◆ **PROBLEM**: For every line in the records below that contains the word "MemoryImageStore", add one to a count, and report only that count.

============================================================

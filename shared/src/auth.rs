//! Admin bearer-token issuance and verification.

use chrono::{DateTime, Duration, Utc};
use jsonwebtoken::{decode, encode, Algorithm, DecodingKey, EncodingKey, Header, Validation};
use lambda_http::http::HeaderMap;
use serde::{Deserialize, Serialize};

use crate::{Error, Result};

/// Admin tokens are valid for this long after issuance.
pub const TOKEN_TTL_MINUTES: i64 = 30;

/// JWT claims carried by admin tokens.
#[derive(Debug, Serialize, Deserialize)]
pub struct AdminClaims {
    #[serde(rename = "isAdmin", default)]
    pub is_admin: bool,
    /// Issued at
    #[serde(default)]
    pub iat: i64,
    /// Expiration
    pub exp: i64,
}

/// A freshly issued admin token.
#[derive(Debug, Serialize)]
pub struct IssuedToken {
    pub token: String,
    #[serde(rename = "expiresIn")]
    pub expires_in: i64,
}

/// Sign an admin token valid for [`TOKEN_TTL_MINUTES`] from `now`.
pub fn issue_admin_token(secret: &str, now: DateTime<Utc>) -> Result<IssuedToken> {
    let claims = AdminClaims {
        is_admin: true,
        iat: now.timestamp(),
        exp: (now + Duration::minutes(TOKEN_TTL_MINUTES)).timestamp(),
    };

    let token = encode(
        &Header::new(Algorithm::HS256),
        &claims,
        &EncodingKey::from_secret(secret.as_bytes()),
    )
    .map_err(|e| Error::Internal(format!("Failed to sign token: {}", e)))?;

    Ok(IssuedToken {
        token,
        expires_in: TOKEN_TTL_MINUTES * 60,
    })
}

/// Check a login password and issue a token on match.
pub fn login(password: &str, admin_password: &str, secret: &str) -> Result<IssuedToken> {
    if password != admin_password {
        return Err(Error::Unauthenticated("Invalid password".to_string()));
    }
    issue_admin_token(secret, Utc::now())
}

/// Extract the token from an `Authorization: Bearer <token>` header.
pub fn bearer_token(headers: &HeaderMap) -> Option<&str> {
    let value = headers.get("authorization")?.to_str().ok()?;
    let (scheme, token) = value.trim().split_once(' ')?;
    if !scheme.eq_ignore_ascii_case("bearer") {
        return None;
    }
    Some(token.trim()).filter(|t| !t.is_empty())
}

/// Verify a token's signature, expiry and admin claim.
pub fn verify_admin_token(token: &str, secret: &str) -> Result<AdminClaims> {
    let mut validation = Validation::new(Algorithm::HS256);
    validation.leeway = 0;
    validation.set_required_spec_claims(&["exp"]);

    let token_data = decode::<AdminClaims>(
        token,
        &DecodingKey::from_secret(secret.as_bytes()),
        &validation,
    )
    .map_err(|_| Error::Unauthenticated("Invalid or expired token".to_string()))?;

    if !token_data.claims.is_admin {
        return Err(Error::Forbidden("Not authorized".to_string()));
    }

    Ok(token_data.claims)
}

/// Gate a request on a valid admin bearer token.
pub fn require_admin(headers: &HeaderMap, secret: &str) -> Result<()> {
    let token = bearer_token(headers)
        .ok_or_else(|| Error::Unauthenticated("Missing token".to_string()))?;
    verify_admin_token(token, secret).map(|_| ())
}
//! Testimonial images, held only in the image store.

use std::sync::Arc;
use std::time::Duration;
use tracing::info;

use crate::cms::BANNER_FIELD;
use crate::form::FormData;
use crate::images::{upload_with_timeout, ImageStore, StoredImage};
use crate::models::TESTIMONIAL_FOLDER;
use crate::{Error, Result};

pub struct TestimonialService {
    images: Arc<dyn ImageStore>,
    upload_timeout: Duration,
}

impl TestimonialService {
    pub fn new(images: Arc<dyn ImageStore>, upload_timeout: Duration) -> Self {
        Self {
            images,
            upload_timeout,
        }
    }

    pub async fn list(&self) -> Result<Vec<StoredImage>> {
        self.images.list(&format!("{}/", TESTIMONIAL_FOLDER)).await
    }

    pub async fn add(&self, form: &FormData) -> Result<StoredImage> {
        let file = form
            .file(BANNER_FIELD)
            .ok_or_else(|| Error::Validation("No image uploaded".to_string()))?;
        let image =
            upload_with_timeout(self.images.as_ref(), file, TESTIMONIAL_FOLDER, self.upload_timeout)
                .await?;

        info!("Uploaded testimonial image {}", image.public_id);
        Ok(image)
    }

    pub async fn delete(&self, public_id: &str) -> Result<()> {
        self.images.delete(public_id).await?;
        info!("Deleted testimonial image {}", public_id);
        Ok(())
    }
}

#[cfg(test)]
mod tests {
    use super::*;
    use crate::form::UploadedFile;
    use crate::memory::MemoryImageStore;
    use bytes::Bytes;

    fn form_with_image() -> FormData {
        let mut form = FormData::default();
        form.files.insert(
            BANNER_FIELD.to_string(),
            UploadedFile {
                file_name: "quote.jpg".into(),
                content_type: Some("image/jpeg".into()),
                bytes: Bytes::from_static(b"jpeg"),
            },
        );
        form
    }

    #[tokio::test]
    async fn test_add_list_delete() {
        let images = Arc::new(MemoryImageStore::default());
        images.seed("blogs/unrelated");
        let service = TestimonialService::new(images.clone(), Duration::from_secs(10));

        assert!(matches!(
            service.add(&FormData::default()).await,
            Err(Error::Validation(_))
        ));

        let added = service.add(&form_with_image()).await.unwrap();
        assert!(added.public_id.starts_with("testimonials/"));
        assert_eq!(service.list().await.unwrap(), vec![added.clone()]);

        service.delete(&added.public_id).await.unwrap();
        assert!(service.list().await.unwrap().is_empty());
        assert!(images.contains("blogs/unrelated"));
    }

    #[tokio::test]
    async fn test_add_times_out() {
        let images = Arc::new(MemoryImageStore::slow_uploads(Duration::from_millis(200)));
        let service = TestimonialService::new(images, Duration::from_millis(20));
        assert!(matches!(
            service.add(&form_with_image()).await,
            Err(Error::Timeout(_))
        ));
    }
}
#[cfg(test)]
mod tests {
    use super::*;
    use bytes::Bytes;
    use wiremock::matchers::{body_string_contains, method, path, query_param};
    use wiremock::{Mock, MockServer, ResponseTemplate};

    fn config() -> CloudinaryConfig {
        CloudinaryConfig {
            cloud_name: "demo".into(),
            api_key: "key123".into(),
            api_secret: "secret456".into(),
            signature_algorithm: SignatureAlgorithm::Sha1,
        }
    }

    fn png() -> UploadedFile {
        UploadedFile {
            file_name: "banner.png".into(),
            content_type: Some("image/png".into()),
            bytes: Bytes::from_static(b"PNG-banner"),
        }
    }

    #[test]
    fn test_public_id_strip_rules() {
        assert_eq!(
            public_id_from_url(
                "https://res.cloudinary.com/demo/image/upload/v1712345678/blogs/cat.jpg?_a=BAE"
            )
            .as_deref(),
            Some("blogs/cat")
        );
        assert_eq!(
            public_id_from_url("https://res.cloudinary.com/demo/image/upload/testimonials/a.b.png")
                .as_deref(),
            Some("testimonials/a.b")
        );
        assert_eq!(
            public_id_from_url("https://res.cloudinary.com/demo/image/upload/v12/noext").as_deref(),
            Some("noext")
        );
        assert_eq!(
            public_id_from_url("https://res.cloudinary.com/demo/image/upload/video/clip.mp4")
                .as_deref(),
            Some("video/clip")
        );
        assert!(public_id_from_url("https://example.com/cat.jpg").is_none());
        assert!(public_id_from_url("").is_none());
    }

    #[test]
    fn test_version_without_digits_is_kept() {
        assert_eq!(
            public_id_from_url("https://res.cloudinary.com/demo/image/upload/vacation/beach.jpg")
                .as_deref(),
            Some("vacation/beach")
        );
    }

    #[test]
    fn test_signature_is_order_independent() {
        let client = CloudinaryClient::new(config());
        let a = client.sign(&[("timestamp", "1"), ("folder", "blogs")]);
        let b = client.sign(&[("folder", "blogs"), ("timestamp", "1")]);
        assert_eq!(a, b);
        assert_eq!(a.len(), 40);
        assert_eq!(a, hex::encode(Sha1::digest(b"folder=blogs&timestamp=1secret456")));
    }

    #[test]
    fn test_signature_with_sha256_account() {
        let client = CloudinaryClient::new(CloudinaryConfig {
            signature_algorithm: SignatureAlgorithm::Sha256,
            ..config()
        });
        let signature = client.sign(&[("public_id", "blogs/cat"), ("timestamp", "1")]);
        assert_eq!(signature.len(), 64);
        assert_eq!(
            signature,
            hex::encode(Sha256::digest(b"public_id=blogs/cat&timestamp=1secret456"))
        );
    }

    #[tokio::test]
    async fn test_upload() {
        let server = MockServer::start().await;
        Mock::given(method("POST"))
            .and(path("/demo/image/upload"))
            .and(body_string_contains("name=\"folder\""))
            .and(body_string_contains("name=\"signature_algorithm\"\r\n\r\nsha1"))
            .respond_with(ResponseTemplate::new(200).set_body_json(serde_json::json!({
                "public_id": "blogs/banner",
                "secure_url": "https://res.cloudinary.com/demo/image/upload/v1/blogs/banner.png"
            })))
            .expect(1)
            .mount(&server)
            .await;

        let client = CloudinaryClient::with_base_url(config(), server.uri());
        let image = client.upload(&png(), "blogs").await.unwrap();
        assert_eq!(image.public_id, "blogs/banner");
        assert!(image.url.ends_with("banner.png"));
    }

    #[tokio::test]
    async fn test_upload_rejected() {
        let server = MockServer::start().await;
        Mock::given(method("POST"))
            .and(path("/demo/image/upload"))
            .respond_with(ResponseTemplate::new(401).set_body_json(serde_json::json!({
                "error": {"message": "Invalid Signature"}
            })))
            .mount(&server)
            .await;

        let client = CloudinaryClient::with_base_url(config(), server.uri());
        let err = client.upload(&png(), "blogs").await.unwrap_err();
        assert!(matches!(err, Error::Upload(ref m) if m.contains("Invalid Signature")));
    }

    #[tokio::test]
    async fn test_upload_timeout() {
        let server = MockServer::start().await;
        Mock::given(method("POST"))
            .and(path("/demo/image/upload"))
            .respond_with(
                ResponseTemplate::new(200)
                    .set_delay(Duration::from_secs(2))
                    .set_body_json(serde_json::json!({"public_id": "x", "secure_url": "y"})),
            )
            .mount(&server)
            .await;

        let client = CloudinaryClient::with_base_url(config(), server.uri());
        let err = upload_with_timeout(&client, &png(), "blogs", Duration::from_millis(100))
            .await
            .unwrap_err();
        assert!(matches!(err, Error::Timeout(_)));
    }

    #[tokio::test]
    async fn test_delete_not_found_is_upstream_error() {
        let server = MockServer::start().await;
        Mock::given(method("POST"))
            .and(path("/demo/image/destroy"))
            .and(body_string_contains("public_id=blogs%2Fgone"))
            .and(body_string_contains("signature_algorithm=sha1"))
            .respond_with(
                ResponseTemplate::new(200).set_body_json(serde_json::json!({"result": "not found"})),
            )
            .mount(&server)
            .await;

        let client = CloudinaryClient::with_base_url(config(), server.uri());
        let err = client.delete("blogs/gone").await.unwrap_err();
        assert!(matches!(err, Error::Upstream(_)));
    }

    #[tokio::test]
    async fn test_list_follows_cursor() {
        let server = MockServer::start().await;
        Mock::given(method("GET"))
            .and(path("/demo/resources/image/upload"))
            .and(query_param("next_cursor", "page2"))
            .respond_with(ResponseTemplate::new(200).set_body_json(serde_json::json!({
                "resources": [{"public_id": "testimonials/b", "secure_url": "https://x/b.png"}]
            })))
            .mount(&server)
            .await;
        Mock::given(method("GET"))
            .and(path("/demo/resources/image/upload"))
            .and(query_param("prefix", "testimonials/"))
            .respond_with(ResponseTemplate::new(200).set_body_json(serde_json::json!({
                "resources": [{"public_id": "testimonials/a", "secure_url": "https://x/a.png"}],
                "next_cursor": "page2"
            })))
            .mount(&server)
            .await;

        let client = CloudinaryClient::with_base_url(config(), server.uri());
        let images = client.list("testimonials/").await.unwrap();
        let ids: Vec<_> = images.iter().map(|i| i.public_id.as_str()).collect();
        assert_eq!(ids, vec!["testimonials/a", "testimonials/b"]);
    }
}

============================================================

◆ **EXERCISE SOLUTION**: 3